Re: [PATCH 3/6] irqchip: RISC-V Local Interrupt Controller Driver

From: Palmer Dabbelt
Date: Sat Aug 04 2018 - 00:03:12 EST


On Wed, 01 Aug 2018 11:55:06 PDT (-0700), tglx@xxxxxxxxxxxxx wrote:

On Wed, 25 Jul 2018, Christoph Hellwig wrote:

On Wed, Jul 25, 2018 at 12:18:39PM +0100, Marc Zyngier wrote:
> This feels odd. It means that you cannot have the following sequence:
>
> local_irq_disable();
> enable_irq(x); // where x is owned by a remote hart
>
> as smp_call_function_single() requires interrupts to be enabled.
>
> More fundamentally, why are you trying to make these interrupts look
> global while they aren't? arm/arm64 have similar restrictions with GICv2
> and earlier, and treats these interrupts as per-cpu.
>
> Given that the drivers that deal with drivers connected to the per-hart
> irqchip are themselves likely to be aware of the per-cpu aspect, it
> would make sense to align things (we've been through that same
> discussion about the clocksource driver a few weeks back).

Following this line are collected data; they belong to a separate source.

//! Category pages.

use askama::Template;
use askama_web::WebTemplate;
use axum::{
    extract::{Path, Query, State},
    response::{IntoResponse, Response},
};

use crate::error::AppError;
use crate::filters;
use crate::routes::context::PageContext;
use crate::routes::products::{self, ListQuery};
use crate::state::AppState;

#[derive(Template, WebTemplate)]
#[template(path = "categories/index.html")]
pub struct CategoriesTemplate {
    pub ctx: PageContext,
}

/// GET /categories
///
/// The category list is the cached menu already carried by the page context.
pub async fn index(ctx: PageContext) -> impl IntoResponse {
    CategoriesTemplate { ctx }
}

/// GET /categories/{slug}
///
/// Same page as `/products?category={slug}`, keeping sort and page.
pub async fn show(
    state: State<AppState>,
    ctx: PageContext,
    Path(slug): Path<String>,
    Query(query): Query<ListQuery>,
) -> Result<Response, AppError> {
    products::index(
        state,
        ctx,
        Query(ListQuery {
            category: Some(slug),
            ..query
        }),
    )
    .await
}
#[cfg(test)]
#[allow(clippy::unwrap_used)]
mod tests {
    use jouwwinkel_core::cart::CartTotals;
    use jouwwinkel_core::coupon::CouponError;
    use rust_decimal::Decimal;

    use super::*;

    fn line(item: CartItem, quantity: u32, available: Option<u32>) -> PricedLine {
        PricedLine {
            item,
            title: "Theedoek".to_owned(),
            slug: "theedoek".to_owned(),
            variant_label: None,
            image_url: None,
            unit_price: Decimal::new(450, 2),
            quantity,
            available,
        }
    }

    #[test]
    fn test_add_form_names_exactly_one_item() {
        let form = |product_id, combo_id| AddToCartForm {
            product_id,
            variant_id: Some(3),
            combo_id,
            quantity: None,
        };
        assert_eq!(
            form(Some(1), None).item(),
            Some(CartItem::product(ProductId::new(1), Some(VariantId::new(3))))
        );
        assert_eq!(form(None, Some(2)).item(), Some(CartItem::combo(ComboId::new(2))));
        assert_eq!(form(Some(1), Some(2)).item(), None);
        assert_eq!(form(None, None).item(), None);
    }

    #[test]
    fn test_line_view_links_and_shortage() {
        let view = CartLineView::from(&line(CartItem::product(ProductId::new(1), None), 3, Some(2)));
        assert_eq!(view.url, "/products/theedoek");
        assert_eq!(view.short_of, Some(2));
        assert_eq!(view.line_total, "€13.50");

        let combo = CartLineView::from(&line(CartItem::combo(ComboId::new(4)), 1, Some(5)));
        assert_eq!(combo.url, "/combos/theedoek");
        assert_eq!(combo.key, "c4");
        assert_eq!(combo.short_of, None);
    }

    #[test]
    fn test_short_line_blocks_checkout() {
        let lines = vec![line(CartItem::product(ProductId::new(1), None), 3, Some(2))];
        let priced = PricedCart {
            totals: CartTotals::default(),
            lines,
            ..PricedCart::default()
        };
        let view = CartView::new(&Cart::new(), &priced);
        assert!(!view.is_empty());
        assert!(!view.can_checkout());
        assert_eq!(
            view.checkout_blocker(),
            Some("Lower the quantities marked above to continue.")
        );
        assert_eq!(view.shipping, "Free");
        assert!(view.discount.is_none());
    }

    #[test]
    fn test_refused_coupon_blocks_checkout() {
        let mut cart = Cart::new();
        cart.set_coupon(Some("ZOMER"));
        let priced = PricedCart {
            lines: vec![line(CartItem::product(ProductId::new(1), None), 1, Some(5))],
            coupon_error: Some(CouponError::Expired),
            ..PricedCart::default()
        };
        let view = CartView::new(&cart, &priced);
        assert!(!view.can_checkout());
        assert_eq!(
            view.checkout_blocker(),
            Some("Your coupon code no longer applies. Remove it to continue.")
        );

        let fine = PricedCart {
            coupon_error: None,
            ..priced
        };
        assert!(CartView::new(&cart, &fine).can_checkout());
    }

    #[test]
    fn test_capitalize() {
        assert_eq!(capitalize("this coupon has expired"), "This coupon has expired");
        assert_eq!(capitalize(""), "");
    }
}
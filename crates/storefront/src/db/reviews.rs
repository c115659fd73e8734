//! Product reviews.

use sqlx::PgPool;

use jouwwinkel_core::models::{RatingSummary, Review};
use jouwwinkel_core::{CustomerId, ProductId};

use super::{RepositoryError, conflict_on_unique};

/// A review submitted by a signed-in customer.
#[derive(Debug, Clone)]
pub struct NewReview {
    pub product_id: ProductId,
    pub customer_id: CustomerId,
    pub author_name: String,
    pub rating: i16,
    pub title: String,
    pub body: String,
    pub verified_purchase: bool,
}

/// Repository for product reviews.
pub struct ReviewRepository<'a> {
    pool: &'a PgPool,
}

impl<'a> ReviewRepository<'a> {
    /// Create a new review repository.
    #[must_use]
    pub const fn new(pool: &'a PgPool) -> Self {
        Self { pool }
    }

    /// Approved reviews of a product, newest first.
    ///
    /// # Errors
    ///
    /// Returns `RepositoryError::Database` if the query fails.
    pub async fn approved_for_product(
        &self,
        product_id: ProductId,
    ) -> Result<Vec<Review>, RepositoryError> {
        let rows = sqlx::query_as::<_, Review>(
            "SELECT id, product_id, customer_id, author_name, rating, title, body, status, \
             verified_purchase, created_at FROM shop.review \
             WHERE product_id = $1 AND status = 'approved' ORDER BY created_at DESC",
        )
        .bind(product_id)
        .fetch_all(self.pool)
        .await?;
        Ok(rows)
    }

    /// Average and count over approved reviews.
    ///
    /// # Errors
    ///
    /// Returns `RepositoryError::Database` if the query fails.
    pub async fn summary(&self, product_id: ProductId) -> Result<RatingSummary, RepositoryError> {
        let ratings: Vec<i16> = sqlx::query_scalar(
            "SELECT rating FROM shop.review WHERE product_id = $1 AND status = 'approved'",
        )
        .bind(product_id)
        .fetch_all(self.pool)
        .await?;
        Ok(RatingSummary::from_ratings(ratings))
    }

    /// Whether the customer already reviewed the product (any status).
    ///
    /// # Errors
    ///
    /// Returns `RepositoryError::Database` if the query fails.
    pub async fn exists_for_customer(
        &self,
        product_id: ProductId,
        customer_id: CustomerId,
    ) -> Result<bool, RepositoryError> {
        let found: bool = sqlx::query_scalar(
            "SELECT EXISTS (SELECT 1 FROM shop.review WHERE product_id = $1 AND customer_id = $2)",
        )
        .bind(product_id)
        .bind(customer_id)
        .fetch_one(self.pool)
        .await?;
        Ok(found)
    }

    /// Store a review for moderation.
    ///
    /// # Errors
    ///
    /// Returns `RepositoryError::Conflict` if the customer already reviewed the product.
    /// Returns `RepositoryError::Database` for other database errors.
    pub async fn create(&self, review: &NewReview) -> Result<Review, RepositoryError> {
        let row = sqlx::query_as::<_, Review>(
            "INSERT INTO shop.review (product_id, customer_id, author_name, rating, title, body, \
             verified_purchase) VALUES ($1, $2, $3, $4, $5, $6, $7) \
             RETURNING id, product_id, customer_id, author_name, rating, title, body, status, \
             verified_purchase, created_at",
        )
        .bind(review.product_id)
        .bind(review.customer_id)
        .bind(&review.author_name)
        .bind(review.rating)
        .bind(&review.title)
        .bind(&review.body)
        .bind(review.verified_purchase)
        .fetch_one(self.pool)
        .await
        .map_err(|e| conflict_on_unique(e, "product already reviewed"))?;
        Ok(row)
    }
}
/// Check everything that can be checked without a database.
///
/// References to categories and products may point at rows that already
/// exist; those are resolved while seeding.
pub fn validate(file: &CatalogFile) -> Vec<String> {
    let mut errors = Vec::new();

    let mut category_slugs = HashSet::new();
    for category in &file.categories {
        match slug_for(category.slug.as_deref(), &category.name) {
            Ok(slug) => {
                if !category_slugs.insert(slug.clone()) {
                    errors.push(format!("category '{slug}' appears twice"));
                }
            }
            Err(e) => errors.push(format!("category '{}': {e}", category.name)),
        }
    }

    let mut product_slugs = HashSet::new();
    for product in &file.products {
        let label = format!("product '{}'", product.name);
        match slug_for(product.slug.as_deref(), &product.name) {
            Ok(slug) => {
                if !product_slugs.insert(slug.clone()) {
                    errors.push(format!("product '{slug}' appears twice"));
                }
            }
            Err(e) => errors.push(format!("{label}: {e}")),
        }
        if product.price < Decimal::ZERO {
            errors.push(format!("{label}: price must not be negative"));
        }
        if product.compare_at_price.is_some_and(|c| c <= product.price) {
            errors.push(format!("{label}: compare_at_price must be higher than price"));
        }
        if product.stock < 0 || product.variant_stock.is_some_and(|s| s < 0) {
            errors.push(format!("{label}: stock must not be negative"));
        }
        let mut option_names = HashSet::new();
        for option in &product.options {
            if !option_names.insert(option.name.trim().to_lowercase()) {
                errors.push(format!("{label}: option '{}' appears twice", option.name));
            }
            if option.values.iter().all(|v| v.trim().is_empty()) {
                errors.push(format!("{label}: option '{}' has no values", option.name));
            }
        }
    }

    for combo in &file.combos {
        let label = format!("combo '{}'", combo.name);
        if let Err(e) = slug_for(combo.slug.as_deref(), &combo.name) {
            errors.push(format!("{label}: {e}"));
        }
        if combo.price <= Decimal::ZERO {
            errors.push(format!("{label}: price must be positive"));
        }
        if combo.items.is_empty() {
            errors.push(format!("{label}: needs at least one item"));
        }
        for item in &combo.items {
            if !(1..=99).contains(&item.quantity) {
                errors.push(format!("{label}: quantity of '{}' must be 1 to 99", item.product));
            }
        }
    }

    for coupon in &file.coupons {
        if let Err(e) = validate_coupon_terms(&coupon_terms(coupon)) {
            errors.push(format!("coupon '{}': {e}", coupon.code));
        }
    }

    for partner in &file.shipping_partners {
        let label = format!("shipping partner '{}'", partner.name);
        if partner.name.trim().is_empty() {
            errors.push("shipping partner without a name".to_owned());
        }
        if let Some(template) = &partner.tracking_url_template
            && (!template.contains(ShippingPartner::TRACKING_PLACEHOLDER)
                || !(template.starts_with("https://") || template.starts_with("http://")))
        {
            errors.push(format!(
                "{label}: tracking URL must be http(s) and contain {}",
                ShippingPartner::TRACKING_PLACEHOLDER
            ));
        }
        if let Some(email) = &partner.contact_email
            && Email::parse(email).is_err()
        {
            errors.push(format!("{label}: invalid contact email"));
        }
    }

    errors
}
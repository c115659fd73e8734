//! Admin authentication service.
//!
//! Email and password sign-in with Argon2id hashes. Accounts are created
//! from the command line (`jw-cli admin create`), never through the web.

mod error;

pub use error::AdminAuthError;

use argon2::{
    Argon2,
    password_hash::{PasswordHash, PasswordHasher, PasswordVerifier, SaltString, rand_core::OsRng},
};
use sqlx::PgPool;
use tracing::instrument;

use jouwwinkel_core::Email;

use crate::db::admin_users::AdminUserRepository;
use crate::db::RepositoryError;
use crate::models::admin_user::{AdminRole, AdminUser};

/// Minimum password length for admin accounts.
pub const MIN_PASSWORD_LENGTH: usize = 12;

/// Longest accepted password; bounds the hashing work per request.
const MAX_PASSWORD_LENGTH: usize = 128;

/// Verified against when the email is unknown, so both paths cost one hash.
const DUMMY_HASH: &str =
    "$argon2id$v=19$m=19456,t=2,p=1$c29tZXNhbHRzb21lc2FsdA$Kf1MHqhHD2x2ywzXWy8Wk9w5L6U0Hn8nI/LOFqYkV7g";

/// Admin authentication service.
pub struct AdminAuthService<'a> {
    users: AdminUserRepository<'a>,
}

impl<'a> AdminAuthService<'a> {
    /// Create a new admin authentication service.
    #[must_use]
    pub const fn new(pool: &'a PgPool) -> Self {
        Self {
            users: AdminUserRepository::new(pool),
        }
    }

    /// Check an email and password and stamp the login.
    ///
    /// # Errors
    ///
    /// Returns `AdminAuthError::InvalidCredentials` if the email is unknown
    /// or the password is wrong.
    #[instrument(skip(self, password))]
    pub async fn login(&self, email: &str, password: &str) -> Result<AdminUser, AdminAuthError> {
        let Ok(email) = Email::parse(email) else {
            return Err(AdminAuthError::InvalidCredentials);
        };
        if password.len() > MAX_PASSWORD_LENGTH {
            return Err(AdminAuthError::InvalidCredentials);
        }

        let Some((user, hash)) = self.users.get_with_password_hash(&email).await? else {
            // Spend the same work as a real check
            let _ = verify_password(password, DUMMY_HASH);
            return Err(AdminAuthError::InvalidCredentials);
        };

        verify_password(password, &hash)?;
        self.users.record_login(user.id).await?;

        tracing::info!(admin_id = %user.id, "admin signed in");
        Ok(user)
    }

    /// Create an account with a password.
    ///
    /// # Errors
    ///
    /// Returns `AdminAuthError::InvalidEmail` or `AdminAuthError::WeakPassword`
    /// for bad input, `AdminAuthError::UserAlreadyExists` for a taken email.
    pub async fn create_user(
        &self,
        email: &str,
        name: &str,
        role: AdminRole,
        password: &str,
    ) -> Result<AdminUser, AdminAuthError> {
        let email = Email::parse(email)?;
        validate_password(password)?;
        let hash = hash_password(password)?;

        self.users
            .create(&email, name.trim(), role, &hash)
            .await
            .map_err(|e| match e {
                RepositoryError::Conflict(_) => AdminAuthError::UserAlreadyExists,
                other => AdminAuthError::Repository(other),
            })
    }
}

/// Enforce the password length rules.
///
/// # Errors
///
/// Returns `AdminAuthError::WeakPassword` describing the failed rule.
pub fn validate_password(password: &str) -> Result<(), AdminAuthError> {
    if password.chars().count() < MIN_PASSWORD_LENGTH {
        return Err(AdminAuthError::WeakPassword(format!(
            "must be at least {MIN_PASSWORD_LENGTH} characters"
        )));
    }
    if password.len() > MAX_PASSWORD_LENGTH {
        return Err(AdminAuthError::WeakPassword(format!(
            "must be at most {MAX_PASSWORD_LENGTH} bytes"
        )));
    }
    Ok(())
}

/// Hash a password with Argon2id and a random salt.
///
/// # Errors
///
/// Returns `AdminAuthError::PasswordHash` if hashing fails.
pub fn hash_password(password: &str) -> Result<String, AdminAuthError> {
    let salt = SaltString::generate(&mut OsRng);
    Argon2::default()
        .hash_password(password.as_bytes(), &salt)
        .map(|hash| hash.to_string())
        .map_err(|_| AdminAuthError::PasswordHash)
}

/// Verify a password against a stored hash.
fn verify_password(password: &str, hash: &str) -> Result<(), AdminAuthError> {
    let parsed_hash = PasswordHash::new(hash).map_err(|_| AdminAuthError::InvalidCredentials)?;
    Argon2::default()
        .verify_password(password.as_bytes(), &parsed_hash)
        .map_err(|_| AdminAuthError::InvalidCredentials)
}

#[cfg(test)]
#[allow(clippy::unwrap_used)]
mod tests {
    use super::*;

    #[test]
    fn test_hash_then_verify() {
        let hash = hash_password("lange-zin-als-wachtwoord").unwrap();
        assert!(hash.starts_with("$argon2id$"));
        assert!(verify_password("lange-zin-als-wachtwoord", &hash).is_ok());
        assert!(matches!(
            verify_password("iets-anders-helemaal", &hash),
            Err(AdminAuthError::InvalidCredentials)
        ));
    }

    #[test]
    fn test_dummy_hash_never_verifies() {
        assert!(verify_password("", DUMMY_HASH).is_err());
        assert!(verify_password("password", DUMMY_HASH).is_err());
    }

    #[test]
    fn test_password_rules() {
        assert!(matches!(
            validate_password("short"),
            Err(AdminAuthError::WeakPassword(_))
        ));
        assert!(validate_password("twelve chars").is_ok());
        assert!(validate_password(&"x".repeat(MAX_PASSWORD_LENGTH + 1)).is_err());
    }
}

Right now the only direct consumers are said clocksource, the PLIC
driver later in this series and the RISC-V arch IPI code. None of them
is going to do a manual enable_irq, so I guess the remote case of the
code is simply dead code. I'll take a look at converting them to
per-cpu. I guess the GICv2 driver is the best template?

Confused. The timer and the IPI are separate causes and have nothing to do
with the per cpu irq domain. That's what the low level interrupt handling
code tells me.

If I understand correctly then the per cpu irq domain is for device
interrupts, right? If so, then this simply cannot work and there is no way
to make it work with per cpu interrupts either.

Is there some high level documentation about the design (or the lack of) or
can someone give a concise explanation how this stuff is supposed to work?

The ISA spec defines this, and I'm not sure I can be a whole lot more concise than what's there but I'll try:

This driver is for the ISA-mandated interrupts present on all RISC-V systems. These interrupts are tracked on a per-hart (hart is a RISC-V term that means hardware thread, it a hyperthread in Intel land) basis.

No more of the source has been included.